Une autre de leurs certitudes : Benjamin Netanyahu est archi-criminel. Je leur fais remarquer que sa coalition gouvernementale comporte de nombreuses personnes qui partagent son avis et que certains font preuve de plus d’intransigeance encore que lui. Que Netanyahu n’a jamais caché son refus d’une solution à deux États. Qu’on pouvait lui reprocher ses turpitudes présumées, mais pas une quelconque imposture idéologique. Ce sur quoi ils semblent acquiescer. Un homme israélo-américain ayant immigré à Saugerties dans son adolescence mais qui a gardé des liens avec Israël se montre le plus ouvert et compréhensif.

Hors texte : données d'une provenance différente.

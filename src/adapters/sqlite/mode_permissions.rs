//! SQLite-backed mode permission oracle.
//!
//! The `mode_permissions` table is the authoritative record of which
//! operations each execution mode allows. The mode guardian consults it to
//! confirm or refute claimed policy violations.

use async_trait::async_trait;
use sqlx::SqlitePool;

use crate::domain::errors::DomainResult;
use crate::domain::ports::PermissionOracle;

#[derive(Clone)]
pub struct SqliteModePermissions {
    pool: SqlitePool,
}

impl SqliteModePermissions {
    pub fn new(pool: SqlitePool) -> Self {
        Self { pool }
    }

    /// Seed or update a permission entry.
    pub async fn set_permission(
        &self,
        mode_id: &str,
        operation: &str,
        allowed: bool,
    ) -> DomainResult<()> {
        sqlx::query(
            "INSERT INTO mode_permissions (mode_id, operation, allowed)
             VALUES (?, ?, ?)
             ON CONFLICT(mode_id, operation) DO UPDATE SET allowed = excluded.allowed",
        )
        .bind(mode_id)
        .bind(operation)
        .bind(i32::from(allowed))
        .execute(&self.pool)
        .await?;
        Ok(())
    }
}

#[async_trait]
impl PermissionOracle for SqliteModePermissions {
    /// Unknown (mode, operation) pairs are denied.
    async fn check_permission(&self, mode_id: &str, operation: &str) -> DomainResult<bool> {
        let row: Option<(i64,)> = sqlx::query_as(
            "SELECT allowed FROM mode_permissions WHERE mode_id = ? AND operation = ?",
        )
        .bind(mode_id)
        .bind(operation)
        .fetch_optional(&self.pool)
        .await?;

        Ok(row.map(|(allowed,)| allowed != 0).unwrap_or(false))
    }
}

#[cfg(test)]
mod tests {
    use super::*;
    use crate::adapters::sqlite::create_migrated_test_pool;

    #[tokio::test]
    async fn test_permission_lookup() {
        let pool = create_migrated_test_pool().await.unwrap();
        let oracle = SqliteModePermissions::new(pool);

        oracle.set_permission("readonly", "fs.read", true).await.unwrap();
        oracle.set_permission("readonly", "fs.write", false).await.unwrap();

        assert!(oracle.check_permission("readonly", "fs.read").await.unwrap());
        assert!(!oracle.check_permission("readonly", "fs.write").await.unwrap());
        // Unknown pairs deny
        assert!(!oracle.check_permission("readonly", "net.connect").await.unwrap());
    }
}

J’ajoute que les Israéliens du centre et du centre-gauche ne veulent pas épargner le Hamas, et exigent – tout comme Netanyahu – la restitution des otages sans renoncer à désarmer le Hamas par la force brute. Que le Hamas ne veut pas s’arrêter, continue à tirer sans cesse, et attaque où il peut. Que le Hezbollah, autrement plus puissant que le Hamas, menace de se mêler à cette histoire. Et enfin, que le Hamas a promis de refaire le 7 octobre, et ne reconnait aucune exaction barbare, accusant Tsahal d’avoir tourmenté les civils israéliens fautifs d’avoir laissé le Hamas envahir ! Là, personne ne me contredit.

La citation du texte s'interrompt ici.